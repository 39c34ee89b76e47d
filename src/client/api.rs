use async_trait::async_trait;
use reqwest::{Method, RequestBuilder, Response, StatusCode};
use serde::{de::DeserializeOwned, Deserialize};
use serde_json::json;
use tracing::debug;

use super::error::ClientError;
use crate::todos::dto::{CreateTodoItem, UpdateTodoItem};
use crate::todos::model::TodoItem;

/// One request/response exchange per call against the todo item API.
#[async_trait]
pub trait TodoApi: Send + Sync {
    async fn list(&self, query: Option<&str>) -> Result<Vec<TodoItem>, ClientError>;
    async fn create(&self, input: &CreateTodoItem) -> Result<TodoItem, ClientError>;
    async fn update(&self, id: i64, input: &UpdateTodoItem) -> Result<TodoItem, ClientError>;
    async fn delete(&self, id: i64) -> Result<TodoItem, ClientError>;
}

#[derive(Deserialize)]
struct ErrorPayload {
    error: String,
}

#[derive(Deserialize)]
#[serde(rename_all = "camelCase")]
struct TokenPayload {
    access_token: String,
}

/// `TodoApi` over HTTP with a bearer access token.
#[derive(Debug, Clone)]
pub struct HttpTodoApi {
    http: reqwest::Client,
    base_url: String,
    token: Option<String>,
}

impl HttpTodoApi {
    pub fn new(base_url: &str) -> Self {
        Self {
            http: reqwest::Client::new(),
            base_url: base_url.trim_end_matches('/').to_string(),
            token: None,
        }
    }

    pub fn with_token(mut self, token: impl Into<String>) -> Self {
        self.token = Some(token.into());
        self
    }

    pub async fn register(self, email: &str, password: &str) -> Result<Self, ClientError> {
        self.authenticate("/api/auth/register", email, password).await
    }

    pub async fn login(self, email: &str, password: &str) -> Result<Self, ClientError> {
        self.authenticate("/api/auth/login", email, password).await
    }

    async fn authenticate(self, path: &str, email: &str, password: &str) -> Result<Self, ClientError> {
        let response = self
            .request(Method::POST, path)
            .json(&json!({ "email": email, "password": password }))
            .send()
            .await?;
        let tokens: TokenPayload = read_json(response).await?;
        Ok(self.with_token(tokens.access_token))
    }

    fn request(&self, method: Method, path: &str) -> RequestBuilder {
        let url = format!("{}{}", self.base_url, path);
        debug!(%method, %url, "todo api request");
        let builder = self.http.request(method, url);
        match &self.token {
            Some(token) => builder.bearer_auth(token),
            None => builder,
        }
    }
}

#[async_trait]
impl TodoApi for HttpTodoApi {
    async fn list(&self, query: Option<&str>) -> Result<Vec<TodoItem>, ClientError> {
        let mut builder = self.request(Method::GET, "/api/todo_items");
        if let Some(q) = query {
            builder = builder.query(&[("query", q)]);
        }
        read_json(builder.send().await?).await
    }

    async fn create(&self, input: &CreateTodoItem) -> Result<TodoItem, ClientError> {
        let response = self
            .request(Method::POST, "/api/todo_items")
            .json(input)
            .send()
            .await?;
        read_json(response).await
    }

    async fn update(&self, id: i64, input: &UpdateTodoItem) -> Result<TodoItem, ClientError> {
        let response = self
            .request(Method::PUT, &format!("/api/todo_items/{id}"))
            .json(input)
            .send()
            .await?;
        read_json(response).await
    }

    async fn delete(&self, id: i64) -> Result<TodoItem, ClientError> {
        let response = self
            .request(Method::DELETE, &format!("/api/todo_items/{id}"))
            .send()
            .await?;
        read_json(response).await
    }
}

/// Any non-2xx status is an error; 404 gets its own variant.
async fn read_json<T: DeserializeOwned>(response: Response) -> Result<T, ClientError> {
    let status = response.status();
    if status == StatusCode::NOT_FOUND {
        return Err(ClientError::NotFound);
    }
    if !status.is_success() {
        let message = match response.json::<ErrorPayload>().await {
            Ok(body) => body.error,
            Err(_) => status.canonical_reason().unwrap_or("unknown error").to_string(),
        };
        return Err(ClientError::Api {
            status: status.as_u16(),
            message,
        });
    }
    response
        .json::<T>()
        .await
        .map_err(|e| ClientError::Decode(e.to_string()))
}

#[cfg(test)]
mod tests {
    use super::*;

    #[test]
    fn base_url_trailing_slash_is_stripped() {
        let api = HttpTodoApi::new("http://localhost:8080/");
        assert_eq!(api.base_url, "http://localhost:8080");
        assert!(api.token.is_none());
        assert_eq!(api.with_token("t").token.as_deref(), Some("t"));
    }
}
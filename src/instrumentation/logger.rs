use anyhow::{Context, Result};
use serde::{Deserialize, Serialize};
use std::fs;
use std::io::Write;
use std::path::PathBuf;

/// One outbound request within a search.
#[derive(Debug, Clone, Serialize, Deserialize)]
pub struct StepLog {
    pub step: String,
    pub target: Option<String>,
    pub latency_ms: u64,
    pub num_products: u32,
    pub error: Option<String>,
}

impl StepLog {
    pub fn ok(step: &str, target: Option<&str>, latency_ms: u64, num_products: usize) -> Self {
        Self {
            step: step.to_string(),
            target: target.map(str::to_string),
            latency_ms,
            num_products: num_products as u32,
            error: None,
        }
    }

    pub fn failed(step: &str, target: Option<&str>, latency_ms: u64, error: String) -> Self {
        Self {
            step: step.to_string(),
            target: target.map(str::to_string),
            latency_ms,
            num_products: 0,
            error: Some(error),
        }
    }
}

#[derive(Debug, Clone, Serialize, Deserialize)]
pub struct RunLog {
    pub id: String,
    pub timestamp: String,
    pub provider: String,
    pub objective: String,
    pub steps: Vec<StepLog>,
    pub total_latency_ms: u64,
    pub total_products: u32,
}

impl RunLog {
    pub fn new(provider: &str, objective: &str) -> Self {
        Self {
            id: uuid::Uuid::new_v4().to_string(),
            timestamp: chrono::Utc::now().to_rfc3339(),
            provider: provider.to_string(),
            objective: objective.to_string(),
            steps: Vec::new(),
            total_latency_ms: 0,
            total_products: 0,
        }
    }

    pub fn record(&mut self, step: StepLog) {
        self.steps.push(step);
    }

    pub fn finish(&mut self, total_latency_ms: u64, total_products: usize) {
        self.total_latency_ms = total_latency_ms;
        self.total_products = total_products as u32;
    }

    pub fn failed_steps(&self) -> usize {
        self.steps.iter().filter(|s| s.error.is_some()).count()
    }

    pub fn summary(&self) -> String {
        format!(
            "Provider: {} | Requests: {} (failed: {}) | Products: {} | Total latency: {:.1}s",
            self.provider,
            self.steps.len(),
            self.failed_steps(),
            self.total_products,
            self.total_latency_ms as f64 / 1000.0,
        )
    }
}

/// File under the log directory that collects one line per search.
pub const SEARCH_LOG_FILE: &str = "searches.jsonl";

/// A search as written to the log: what was asked, where, and how the
/// requests went.
#[derive(Debug, Serialize)]
struct SearchLogLine<'a> {
    spec: &'a str,
    domains: &'a [String],
    #[serde(flatten)]
    run: &'a RunLog,
}

/// Appends finished searches as JSON lines to `<dir>/searches.jsonl`.
pub struct RunLogger {
    dir: PathBuf,
}

impl RunLogger {
    pub fn new(dir: &str) -> Result<Self> {
        let dir = PathBuf::from(dir);
        fs::create_dir_all(&dir)
            .with_context(|| format!("Failed to create search log directory {}", dir.display()))?;
        Ok(Self { dir })
    }

    pub fn path(&self) -> PathBuf {
        self.dir.join(SEARCH_LOG_FILE)
    }

    pub fn write(&self, spec: &str, domains: &[String], run: &RunLog) -> Result<()> {
        let line = SearchLogLine { spec, domains, run };
        let json = serde_json::to_string(&line).context("Failed to serialize search log")?;

        let mut file = fs::OpenOptions::new()
            .create(true)
            .append(true)
            .open(self.path())
            .context("Failed to open search log")?;
        writeln!(file, "{}", json).context("Failed to write search log")?;

        Ok(())
    }
}
use serde_json::{Map, Value};
use std::fmt;
use std::str::FromStr;

/// Placeholder shown for any field the provider left out.
pub const MISSING: &str = "N/A";

/// Secondary price normalization requested from the provider.
#[derive(Debug, Clone, Copy, PartialEq, Eq, Default)]
pub enum PriceObjective {
    #[default]
    None,
    Unit,
    Kg,
    Liter,
    Package,
}

impl PriceObjective {
    pub fn as_str(&self) -> &'static str {
        match self {
            PriceObjective::None => "none",
            PriceObjective::Unit => "unit",
            PriceObjective::Kg => "kg",
            PriceObjective::Liter => "liter",
            PriceObjective::Package => "package",
        }
    }

    /// JSON key the provider is asked to fill, e.g. `price_per_kg`.
    pub fn price_key(&self) -> Option<String> {
        match self {
            PriceObjective::None => None,
            other => Some(format!("price_per_{}", other.as_str())),
        }
    }

    /// Human label of the unit. `unit` falls back to "unit" without a custom label.
    pub fn unit_label(&self, custom: Option<&str>) -> Option<String> {
        match self {
            PriceObjective::None => None,
            PriceObjective::Unit => Some(
                custom
                    .map(str::trim)
                    .filter(|s| !s.is_empty())
                    .unwrap_or("unit")
                    .to_string(),
            ),
            other => Some(other.as_str().to_string()),
        }
    }
}

impl fmt::Display for PriceObjective {
    fn fmt(&self, f: &mut fmt::Formatter<'_>) -> fmt::Result {
        f.write_str(self.as_str())
    }
}

impl FromStr for PriceObjective {
    type Err = String;

    fn from_str(s: &str) -> Result<Self, Self::Err> {
        match s.trim().to_ascii_lowercase().as_str() {
            "none" => Ok(PriceObjective::None),
            "unit" => Ok(PriceObjective::Unit),
            "kg" => Ok(PriceObjective::Kg),
            "liter" | "litre" | "l" => Ok(PriceObjective::Liter),
            "package" => Ok(PriceObjective::Package),
            other => Err(format!(
                "unknown price objective '{}' (expected none, unit, kg, liter or package)",
                other
            )),
        }
    }
}

/// `price_per_<unit>` value reported by the provider.
#[derive(Debug, Clone, PartialEq)]
pub struct UnitPrice {
    pub unit: String,
    pub value: f64,
}

/// One product as reported by the provider. Every field may be missing.
#[derive(Debug, Clone, PartialEq)]
pub struct ProductRecord {
    pub provider: Option<String>,
    pub provider_website: Option<String>,
    pub provider_url: Option<String>,
    pub product_name: Option<String>,
    pub product_properties: Map<String, Value>,
    pub product_sku: Option<String>,
    /// EUR.
    pub product_price: Option<f64>,
    pub unit_price: Option<UnitPrice>,
    pub unit_type: Option<String>,
    pub evaluation: Option<String>,
    raw: Value,
}

impl ProductRecord {
    /// Builds a record from a loosely shaped provider mapping. Never fails:
    /// unknown keys are ignored and wrongly typed values count as missing.
    pub fn from_value(value: &Value) -> Self {
        let empty = Map::new();
        let obj = value.as_object().unwrap_or(&empty);
        let text = |key: &str| obj.get(key).and_then(text_field);

        let unit_price = obj.iter().find_map(|(key, v)| {
            let unit = key.strip_prefix("price_per_")?;
            Some(UnitPrice {
                unit: unit.to_string(),
                value: decimal_field(v)?,
            })
        });

        Self {
            provider: text("provider"),
            provider_website: text("provider_website"),
            provider_url: text("provider_url"),
            product_name: text("product_name"),
            product_properties: obj
                .get("product_properties")
                .and_then(Value::as_object)
                .cloned()
                .unwrap_or_default(),
            product_sku: text("product_sku"),
            product_price: obj.get("product_price").and_then(decimal_field),
            unit_price,
            unit_type: text("unit_type"),
            evaluation: text("evaluation"),
            raw: value.clone(),
        }
    }

    /// The mapping exactly as the provider returned it.
    pub fn raw(&self) -> &Value {
        &self.raw
    }

    pub fn display_name(&self) -> &str {
        self.product_name.as_deref().unwrap_or("Unknown Product")
    }

    pub fn display_price(&self) -> String {
        self.product_price
            .map(|p| format!("{:.2}", p))
            .unwrap_or_else(|| MISSING.to_string())
    }

    pub fn display_unit_price(&self) -> Option<String> {
        let price = self.unit_price.as_ref()?;
        let unit = self.unit_type.as_deref().unwrap_or(&price.unit);
        Some(format!("€{:.2} / {}", price.value, unit))
    }
}

/// Renders a property value without JSON quoting for plain strings.
pub fn property_text(value: &Value) -> String {
    match value {
        Value::String(s) => s.clone(),
        Value::Null => MISSING.to_string(),
        other => other.to_string(),
    }
}

fn text_field(value: &Value) -> Option<String> {
    match value {
        Value::String(s) if !s.trim().is_empty() => Some(s.trim().to_string()),
        Value::Number(n) => Some(n.to_string()),
        Value::Bool(b) => Some(b.to_string()),
        _ => None,
    }
}

fn decimal_field(value: &Value) -> Option<f64> {
    match value {
        Value::Number(n) => n.as_f64(),
        Value::String(s) => parse_decimal(s),
        _ => None,
    }
}

/// Accepts "12.99", "12,99 €", "€ 1,299.99" and "1.299,99 €". The last `.`
/// or `,` is the decimal point; earlier ones group thousands.
fn parse_decimal(s: &str) -> Option<f64> {
    let cleaned: String = s
        .chars()
        .filter(|c| c.is_ascii_digit() || matches!(c, '.' | ',' | '-'))
        .collect();
    let normalized = match cleaned.rfind(['.', ',']) {
        Some(point) => {
            let (whole, fraction) = cleaned.split_at(point);
            let whole: String = whole.chars().filter(|c| !matches!(c, '.' | ',')).collect();
            format!("{}.{}", whole, &fraction[1..])
        }
        None => cleaned,
    };
    normalized.parse().ok()
}

#[cfg(test)]
mod tests {
    use super::*;
    use serde_json::json;

    #[test]
    fn full_record_is_read_field_by_field() {
        let value = json!({
            "provider": "Gintarine vaistine",
            "provider_website": "gintarine.lt",
            "provider_url": "https://www.gintarine.lt/vitaminas-d3",
            "product_name": "Vitaminas D3 2000 TV, 90 kaps.",
            "product_properties": {"dose": "2000 TV", "count": 90},
            "product_sku": "SKU-123",
            "product_price": 7.49,
            "price_per_unit": 0.083,
            "unit_type": "capsule",
            "evaluation": "Meets every requirement."
        });

        let record = ProductRecord::from_value(&value);
        assert_eq!(record.provider.as_deref(), Some("Gintarine vaistine"));
        assert_eq!(record.product_price, Some(7.49));
        assert_eq!(
            record.unit_price,
            Some(UnitPrice {
                unit: "unit".into(),
                value: 0.083
            })
        );
        assert_eq!(record.display_unit_price().as_deref(), Some("€0.08 / capsule"));
        assert_eq!(record.raw(), &value);
    }

    #[test]
    fn properties_keep_insertion_order() {
        let record = ProductRecord::from_value(&json!({
            "product_properties": {"zeta": "1", "alpha": "2", "mid": "3"}
        }));
        let keys: Vec<&str> = record.product_properties.keys().map(String::as_str).collect();
        assert_eq!(keys, ["zeta", "alpha", "mid"]);
    }

    #[test]
    fn missing_fields_render_as_placeholders() {
        let record = ProductRecord::from_value(&json!({}));
        assert_eq!(record.display_name(), "Unknown Product");
        assert_eq!(record.display_price(), MISSING);
        assert!(record.provider_url.is_none());
        assert!(record.product_properties.is_empty());
        assert!(record.display_unit_price().is_none());
    }

    #[test]
    fn string_prices_and_empty_urls_are_tolerated() {
        let record = ProductRecord::from_value(&json!({
            "product_price": "12,99 €",
            "provider_url": "  ",
            "price_per_kg": "not a number"
        }));
        assert_eq!(record.product_price, Some(12.99));
        assert!(record.provider_url.is_none());
        assert!(record.unit_price.is_none());
    }

    #[test]
    fn grouped_prices_use_the_last_separator_as_decimal_point() {
        assert_eq!(parse_decimal("1.299,99 €"), Some(1299.99));
        assert_eq!(parse_decimal("€1,299.99"), Some(1299.99));
        assert_eq!(parse_decimal("1 299,99"), Some(1299.99));
        assert_eq!(parse_decimal("12,99 €"), Some(12.99));
        assert_eq!(parse_decimal("45"), Some(45.0));
        assert_eq!(parse_decimal("N/A"), None);

        let record = ProductRecord::from_value(&json!({"product_price": "1.299,99 €"}));
        assert_eq!(record.display_price(), "1299.99");
    }

    #[test]
    fn non_object_values_yield_empty_records() {
        let record = ProductRecord::from_value(&json!("just text"));
        assert!(record.product_name.is_none());
        assert_eq!(record.raw(), &json!("just text"));
    }

    #[test]
    fn objective_parsing_and_keys() {
        assert_eq!("KG".parse::<PriceObjective>(), Ok(PriceObjective::Kg));
        assert_eq!("litre".parse::<PriceObjective>(), Ok(PriceObjective::Liter));
        assert!("gram".parse::<PriceObjective>().is_err());
        assert_eq!(PriceObjective::None.price_key(), None);
        assert_eq!(PriceObjective::Package.price_key().as_deref(), Some("price_per_package"));
        assert_eq!(
            PriceObjective::Unit.unit_label(Some(" tablet ")).as_deref(),
            Some("tablet")
        );
        assert_eq!(PriceObjective::Unit.unit_label(None).as_deref(), Some("unit"));
        assert_eq!(PriceObjective::Kg.unit_label(Some("ignored")).as_deref(), Some("kg"));
    }

    #[test]
    fn property_text_unquotes_strings() {
        assert_eq!(property_text(&json!("6 GB")), "6 GB");
        assert_eq!(property_text(&json!(128)), "128");
        assert_eq!(property_text(&Value::Null), MISSING);
    }
}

____________________

**WHAT YOU WILL DO**
Check every line of the data, and copy the ones that contain "StatusCode".

**RESPONSE BOX**
use reqwest::{Method, RequestBuilder, Response, StatusCode};
    if status == StatusCode::NOT_FOUND {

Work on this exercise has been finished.